We have just seen a huge coral bleaching event critically impact sections of the northern Great Barrier Reef. The seriously damaged areas stretch all the way from Papua to Cairns. This is not evidence of a pending problem. Nor is it an isolated event. We are in the midst of a climate change catastrophe of our own making.

Our scientific community have been up in arms and screaming about this looming catastrophe, in no uncertain terms, for many years. Yet the response of our politicians has been to downplay and dismiss these warnings. They continue to offer meaningless ‘solutions’. They say that it is a global and not a national problem. They constantly repeat the mantra that we are ‘doing our bit’.

They are lying. Sometimes they lie knowingly but more often they lie due to simple ignorance. Most of our politicians have their heads so firmly wedged up their own backsides they just cannot see reality. They inhabit a world filled with worries and priorities that bear little resemblance to the problems faced by the majority and remain largely insulated from all of the actual perils most average citizens face.

Even now while the predictions of the scientists are being realised, as we watch parts of the reef die, the response of these same politicians and press outlets has been to continue to ignore the problem or even actively distribute misinformation about the unfolding catastrophe.
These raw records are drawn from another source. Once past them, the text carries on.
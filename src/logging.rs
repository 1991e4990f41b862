//! Unified logging setup and JSON format.
//!
//! Log format:
//! ```json
//! {"ts":"2024-12-28T15:04:05.123Z","level":"info","type":"app","msg":"pool grew","ctx":{"service":"thread_store"},"data":{"workers":2}}
//! ```
//!
//! `request_id` and `worker` fields are lifted into `ctx` so a request can be
//! followed across threads.

use std::collections::HashMap;

use tracing::{Event, Level, Subscriber};
use tracing_subscriber::fmt::format::Writer;
use tracing_subscriber::fmt::time::{FormatTime, SystemTime};
use tracing_subscriber::fmt::{FmtContext, FormatEvent, FormatFields};
use tracing_subscriber::registry::LookupSpan;
use tracing_subscriber::{layer::SubscriberExt, util::SubscriberInitExt, EnvFilter};

use crate::config::{LogFormat, LoggingConfig};

/// Fields moved from `data` into `ctx`.
const CONTEXT_FIELDS: &[&str] = &["request_id", "worker"];

/// Install the global subscriber.
///
/// Does nothing if a subscriber is already installed, so tests and embedding
/// hosts may call it more than once.
pub fn init(config: &LoggingConfig) {
    let filter = EnvFilter::try_new(&config.filter).unwrap_or_else(|_| EnvFilter::new("thread_store=info"));

    let result = match config.format {
        LogFormat::Text => tracing_subscriber::registry()
            .with(filter)
            .with(tracing_subscriber::fmt::layer().with_thread_names(true))
            .try_init(),
        LogFormat::Json => tracing_subscriber::registry()
            .with(filter)
            .with(
                tracing_subscriber::fmt::layer()
                    .event_format(JsonFormatter::new(config.service_name.clone())),
            )
            .try_init(),
    };

    if result.is_err() {
        tracing::debug!("global subscriber already installed");
    }
}

/// Custom JSON formatter for tracing.
pub struct JsonFormatter {
    service_name: String,
}

impl JsonFormatter {
    pub fn new(service_name: impl Into<String>) -> Self {
        Self {
            service_name: service_name.into(),
        }
    }
}

impl<S, N> FormatEvent<S, N> for JsonFormatter
where
    S: Subscriber + for<'a> LookupSpan<'a>,
    N: for<'a> FormatFields<'a> + 'static,
{
    fn format_event(
        &self,
        _ctx: &FmtContext<'_, S, N>,
        mut writer: Writer<'_>,
        event: &Event<'_>,
    ) -> std::fmt::Result {
        let meta = event.metadata();
        let level = match *meta.level() {
            Level::TRACE => "debug",
            Level::DEBUG => "debug",
            Level::INFO => "info",
            Level::WARN => "warn",
            Level::ERROR => "error",
        };
        let log_type = if *meta.level() == Level::ERROR {
            "error"
        } else {
            "app"
        };

        let mut visitor = FieldVisitor::new();
        event.record(&mut visitor);

        let mut ts = String::new();
        SystemTime.format_time(&mut Writer::new(&mut ts))?;

        let mut ctx = serde_json::Map::new();
        ctx.insert("service".into(), serde_json::json!(&self.service_name));
        for key in CONTEXT_FIELDS {
            if let Some(value) = visitor.fields.remove(*key) {
                ctx.insert((*key).into(), value);
            }
        }

        // Thread name identifies the worker when no field does
        if let Some(name) = std::thread::current().name() {
            ctx.entry("thread").or_insert_with(|| serde_json::json!(name));
        }

        let entry = serde_json::json!({
            "ts": ts,
            "level": level,
            "type": log_type,
            "msg": visitor.message.unwrap_or_default(),
            "ctx": ctx,
            "data": visitor.fields,
        });

        writeln!(
            writer,
            "{}",
            serde_json::to_string(&entry).unwrap_or_default()
        )
    }
}

/// Field visitor for collecting tracing fields.
struct FieldVisitor {
    message: Option<String>,
    fields: HashMap<String, serde_json::Value>,
}

impl FieldVisitor {
    fn new() -> Self {
        Self {
            message: None,
            fields: HashMap::new(),
        }
    }
}

impl tracing::field::Visit for FieldVisitor {
    fn record_debug(&mut self, field: &tracing::field::Field, value: &dyn std::fmt::Debug) {
        if field.name() == "message" {
            self.message = Some(format!("{:?}", value).trim_matches('"').to_string());
        } else {
            self.fields.insert(
                field.name().to_string(),
                serde_json::Value::String(format!("{:?}", value)),
            );
        }
    }

    fn record_str(&mut self, field: &tracing::field::Field, value: &str) {
        if field.name() == "message" {
            self.message = Some(value.to_string());
        } else {
            self.fields.insert(
                field.name().to_string(),
                serde_json::Value::String(value.to_string()),
            );
        }
    }

    fn record_i64(&mut self, field: &tracing::field::Field, value: i64) {
        self.fields
            .insert(field.name().to_string(), serde_json::json!(value));
    }

    fn record_u64(&mut self, field: &tracing::field::Field, value: u64) {
        self.fields
            .insert(field.name().to_string(), serde_json::json!(value));
    }

    fn record_f64(&mut self, field: &tracing::field::Field, value: f64) {
        self.fields
            .insert(field.name().to_string(), serde_json::json!(value));
    }

    fn record_bool(&mut self, field: &tracing::field::Field, value: bool) {
        self.fields
            .insert(field.name().to_string(), serde_json::json!(value));
    }
}
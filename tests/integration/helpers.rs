//! Test helpers and utilities

use std::sync::atomic::{AtomicUsize, Ordering};
use std::sync::{Arc, Condvar, Mutex};
use std::time::{Duration, Instant};

use thread_store::handler::{HandlerResult, NamedHandler};
use thread_store::store::{MemoryBackend, MemoryConnection};
use thread_store::{Args, HandlerRegistry, Manager, Response, StoreConfig, WakeNotifier};

/// Default deadline for polling helpers
pub const WAIT: Duration = Duration::from_secs(5);

/// Notifier that counts rings.
#[derive(Default)]
pub struct CountingNotifier {
    rings: AtomicUsize,
}

#[allow(dead_code)]
impl CountingNotifier {
    pub fn rings(&self) -> usize {
        self.rings.load(Ordering::SeqCst)
    }
}

impl WakeNotifier for CountingNotifier {
    fn wake(&self) {
        self.rings.fetch_add(1, Ordering::SeqCst);
    }
}

/// Handler returning its arguments unchanged.
pub fn echo(_: &mut MemoryConnection, args: &Args) -> HandlerResult {
    Ok(Response::new(args.clone()))
}

/// Handler that blocks until the gate opens.
#[derive(Clone, Default)]
pub struct Gate {
    inner: Arc<(Mutex<bool>, Condvar)>,
}

#[allow(dead_code)]
impl Gate {
    pub fn open(&self) {
        let (lock, cvar) = &*self.inner;
        *lock.lock().unwrap() = true;
        cvar.notify_all();
    }
}

impl NamedHandler<MemoryConnection> for Gate {
    fn run(&self, _conn: &mut MemoryConnection, args: &Args) -> HandlerResult {
        let (lock, cvar) = &*self.inner;
        let guard = lock.lock().unwrap();
        let _open = cvar.wait_while(guard, |open| !*open).unwrap();
        Ok(Response::new(args.clone()))
    }
}

/// Registry with `echo` and a `block` handler tied to `gate`.
pub fn registry(gate: &Gate) -> HandlerRegistry<MemoryConnection> {
    HandlerRegistry::new()
        .with("echo", echo)
        .with("block", gate.clone())
}

/// Connected manager with up to `max` workers.
#[allow(dead_code)]
pub fn manager(max: usize, gate: &Gate, notifier: Arc<dyn WakeNotifier>) -> Manager<MemoryBackend> {
    Manager::connect(
        MemoryBackend::new(),
        registry(gate),
        StoreConfig::default().with_worker_count_max(max),
        notifier,
    )
    .expect("Failed to connect manager")
}

/// Poll `cond` until it holds or the deadline passes.
pub fn wait_until(what: &str, mut cond: impl FnMut() -> bool) {
    let deadline = Instant::now() + WAIT;
    while !cond() {
        assert!(Instant::now() < deadline, "timed out waiting for {}", what);
        std::thread::sleep(Duration::from_millis(1));
    }
}

/// In-memory sink for log lines emitted on the current thread.
#[derive(Clone, Default)]
pub struct LogCapture(Arc<Mutex<Vec<u8>>>);

#[allow(dead_code)]
impl LogCapture {
    /// Run `f` with a debug-level subscriber writing into this capture.
    pub fn record<T>(&self, f: impl FnOnce() -> T) -> T {
        let writer = self.clone();
        let subscriber = tracing_subscriber::fmt()
            .with_writer(move || writer.clone())
            .with_ansi(false)
            .with_max_level(tracing::Level::DEBUG)
            .finish();
        tracing::subscriber::with_default(subscriber, f)
    }

    pub fn contents(&self) -> String {
        String::from_utf8_lossy(&self.0.lock().unwrap()).into_owned()
    }
}

impl std::io::Write for LogCapture {
    fn write(&mut self, buf: &[u8]) -> std::io::Result<usize> {
        self.0.lock().unwrap().extend_from_slice(buf);
        Ok(buf.len())
    }

    fn flush(&mut self) -> std::io::Result<()> {
        Ok(())
    }
}
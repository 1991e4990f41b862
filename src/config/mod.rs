//! Configuration module for thread_store.
//!
//! This module provides centralized configuration loading from environment variables.
//!
//! # Example
//!
//! ```rust,ignore
//! use thread_store::config::Config;
//!
//! let config = Config::from_env()?;
//! println!("DSN: {}", config.store.dsn);
//! println!("Max workers: {}", config.store.worker_count_max());
//! ```

mod error;
mod logging;
mod parse;
mod store;

pub use error::ConfigError;
pub use logging::{LogFormat, LoggingConfig};
pub use parse::parse_duration;
pub use store::StoreConfig;

/// Complete application configuration.
#[derive(Clone, Debug)]
pub struct Config {
    /// Engine configuration.
    pub store: StoreConfig,
    /// Logging configuration.
    pub logging: LoggingConfig,
}

impl Config {
    /// Load configuration from environment variables.
    pub fn from_env() -> Result<Self, ConfigError> {
        Ok(Self {
            store: StoreConfig::from_env()?,
            logging: LoggingConfig::from_env()?,
        })
    }

    /// Print configuration summary to log.
    pub fn log_summary(&self) {
        use tracing::info;

        info!("Configuration loaded:");
        info!("  DSN: {}", self.store.dsn);
        info!("  Max workers: {}", self.store.worker_count_max());

        match self.store.ready_timeout {
            Some(timeout) => info!("  Ready timeout: {}ms", timeout.as_millis()),
            None => info!("  Ready timeout: disabled"),
        }

        if self.store.capture_trace {
            info!("  Submission traces: enabled");
        }

        info!("  Log format: {:?}", self.logging.format);
    }
}
//! # tnseq-rs - Transposon insertion library analysis
//!
//! Joins TnSeq insertion-site counts against a genome annotation, builds
//! per-chromosome insertion density profiles and estimates how many genes
//! would look essential by chance by resampling insertion libraries under a
//! bias-aware and a uniform null model.

pub mod binning;
pub mod chromosome;
pub mod density;
pub mod ecdf;
pub mod join;
pub mod output;
pub mod pipeline;
pub mod simulate;
pub mod sweep;
pub mod tables;
pub mod utils;

use serde::{Deserialize, Serialize};
use std::fmt;

/// A barcode-mapped insertion locus from the pool file
#[derive(Debug, Clone, PartialEq, Eq, Hash, Serialize, Deserialize)]
pub struct InsertionRecord {
    pub chromosome: String,
    pub position: u32,
    pub total_reads: u64,
}

impl InsertionRecord {
    pub fn new(chromosome: String, position: u32, total_reads: u64) -> Self {
        Self {
            chromosome,
            position,
            total_reads,
        }
    }
}

#[derive(Debug, Clone, Copy, PartialEq, Eq, Hash, Serialize, Deserialize)]
pub enum Strand {
    #[serde(rename = "+")]
    Forward,
    #[serde(rename = "-")]
    Reverse,
}

impl Strand {
    pub fn from_symbol(symbol: &str) -> Option<Self> {
        match symbol {
            "+" => Some(Strand::Forward),
            "-" => Some(Strand::Reverse),
            _ => None,
        }
    }
}

/// One annotated gene. `begin` and `end` are kept as written in the
/// annotation; use [`GeneAnnotation::start`] and [`GeneAnnotation::stop`]
/// for ordered bounds.
#[derive(Debug, Clone, PartialEq, Serialize, Deserialize)]
pub struct GeneAnnotation {
    pub chromosome: String,
    pub locus_id: String,
    pub begin: u32,
    pub end: u32,
    pub strand: Strand,
    pub description: String,
    pub gc_content: f64,
}

impl GeneAnnotation {
    pub fn start(&self) -> u32 {
        self.begin.min(self.end)
    }

    pub fn stop(&self) -> u32 {
        self.begin.max(self.end)
    }

    pub fn length(&self) -> u32 {
        self.begin.abs_diff(self.end)
    }
}

/// A gene from the hit file: genes with at least one central insertion
#[derive(Debug, Clone, PartialEq, Eq, Serialize, Deserialize)]
pub struct HitRecord {
    pub sys_name: String,
    pub chromosome: String,
    pub description: String,
    pub n_strains: u64,
    pub n_reads: u64,
}

/// Result of joining one insertion against the gene annotation
#[derive(Debug, Clone, PartialEq, Serialize, Deserialize)]
#[serde(rename_all = "camelCase")]
pub struct AnnotatedInsertion {
    pub chromosome: String,
    pub position: u32,
    pub total_reads: u64,
    /// Bounds of the gene's interval after overlap resolution
    pub gene_begin: Option<u64>,
    pub gene_end: Option<u64>,
    pub description: Option<String>,
}

impl AnnotatedInsertion {
    pub fn is_genic(&self) -> bool {
        self.description.is_some()
    }
}

/// How simulated insertion positions are drawn
#[derive(Debug, Clone, Copy, PartialEq, Eq, PartialOrd, Ord, Hash, Serialize, Deserialize)]
#[serde(rename_all = "lowercase")]
pub enum SamplingMode {
    Biased,
    Uniform,
}

impl SamplingMode {
    pub const ALL: [SamplingMode; 2] = [SamplingMode::Biased, SamplingMode::Uniform];
}

impl fmt::Display for SamplingMode {
    fn fmt(&self, f: &mut fmt::Formatter<'_>) -> fmt::Result {
        match self {
            SamplingMode::Biased => write!(f, "biased"),
            SamplingMode::Uniform => write!(f, "uniform"),
        }
    }
}

/// Fraction of gene-scale windows with zero insertions in one simulated library
#[derive(Debug, Clone, PartialEq, Serialize, Deserialize)]
#[serde(rename_all = "camelCase")]
pub struct EssentialityStat {
    pub chromosome: String,
    pub library_size: usize,
    pub sampling_mode: SamplingMode,
    pub zero_density_probability: f64,
}

/// What to do with rows whose chromosome is missing from the chromosome map
#[derive(Debug, Clone, Copy, PartialEq, Eq, Default, clap::ValueEnum)]
pub enum UnmappedPolicy {
    /// Abort the run
    Reject,
    /// Skip the rows and report how many were skipped
    #[default]
    Drop,
}

/// Parameters of the density model and the simulation sweep
#[derive(Debug, Clone)]
pub struct AnalysisConfig {
    pub fine_window: usize,
    pub coarse_window: usize,
    pub coarse_stride: usize,
    pub bin_width: u32,
    pub library_sizes: Vec<usize>,
    pub seed: Option<u64>,
    pub num_threads: usize,
    pub retain_profiles: bool,
    /// Keep every n-th position of retained profiles
    pub profile_step: usize,
}

impl Default for AnalysisConfig {
    fn default() -> Self {
        Self {
            fine_window: 200,
            coarse_window: 385,
            coarse_stride: 192,
            bin_width: 20_000,
            library_sizes: (1..=10).map(|i| i * 10_000).collect(),
            seed: None,
            num_threads: utils::get_num_cpus(),
            retain_profiles: false,
            profile_step: 100,
        }
    }
}

impl AnalysisConfig {
    pub fn validate(&self) -> TnseqResult<()> {
        if self.fine_window == 0 {
            return Err(TnseqError::InvalidConfig(
                "fine window width must be at least 1".to_string(),
            ));
        }

        if self.coarse_window == 0 || self.coarse_stride == 0 {
            return Err(TnseqError::InvalidConfig(
                "gene-scale window width and stride must be at least 1".to_string(),
            ));
        }

        if self.bin_width == 0 {
            return Err(TnseqError::InvalidConfig(
                "bin width must be at least 1".to_string(),
            ));
        }

        if self.library_sizes.is_empty() {
            return Err(TnseqError::InvalidConfig(
                "at least one library size is required".to_string(),
            ));
        }

        if self.library_sizes.contains(&0) {
            return Err(TnseqError::InvalidConfig(
                "library sizes must be positive".to_string(),
            ));
        }

        if self.profile_step == 0 {
            return Err(TnseqError::InvalidConfig(
                "profile step must be at least 1".to_string(),
            ));
        }

        if self.num_threads == 0 {
            return Err(TnseqError::InvalidConfig(
                "number of threads must be at least 1".to_string(),
            ));
        }

        Ok(())
    }
}

/// Error types for the tnseq library
#[derive(Debug, thiserror::Error)]
pub enum TnseqError {
    #[error("IO error: {0}")]
    Io(#[from] std::io::Error),

    #[error("CSV error: {0}")]
    Csv(#[from] csv::Error),

    #[error("Malformed input table: {0}")]
    MalformedInputTable(String),

    #[error("Chromosome {0} has no entry in the chromosome map")]
    UnmappedChromosome(String),

    #[error("Chromosome {chromosome} (length {length}) is shorter than the gene-scale window of {width} bp")]
    InsufficientWindows {
        chromosome: String,
        length: usize,
        width: usize,
    },

    #[error("Sampling weights are all zero: {0}")]
    DegenerateSamplingWeights(String),

    #[error("File not found: {0}")]
    FileNotFound(String),

    #[error("Invalid configuration: {0}")]
    InvalidConfig(String),
}

pub type TnseqResult<T> = Result<T, TnseqError>;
We have all been witness to simultaneously seeing footage of acres of white skeletonised coral on our television screens while also reading in our major papers that there is no big problem at all. Aussies are being told to simply discount the evidence provided by their own lying eyes. Everything is under control.

Our politicians are proposing ten year tax plans and arguing about superannuation breaks for the rich while the reef dies. Snow now falls in parts of central Queensland regularly during ever colder and more tempestuous winters. Earlier and later cyclones of greater intensity are crossing the coast. Tasmania just ran out of hydro power due to the driest winter on record. We continue to experience ever longer periods of ever more extreme heat across ever greater stretches of our continent. Yet still our political class and our mainstream media refuse to admit to the reality we are experiencing. Perhaps future generations will curse us for our negligence and apathy? If there is still a developed society left?

First we have to acknowledge that the future will be different. Then take immediate action to limit the extent of the damage that we are now causing. We must admit to the damage already inflicted and realise that we are in the midst of an ongoing catastrophe – not an isolated event. We cannot ‘fix’ the problem on the reef. Anyone who intimates that we can do so is just selling you a fond dream. The continued degradation of parts of the far northern and northern sections of the Great Barrier Reef is certain, whatever we decide to do from here.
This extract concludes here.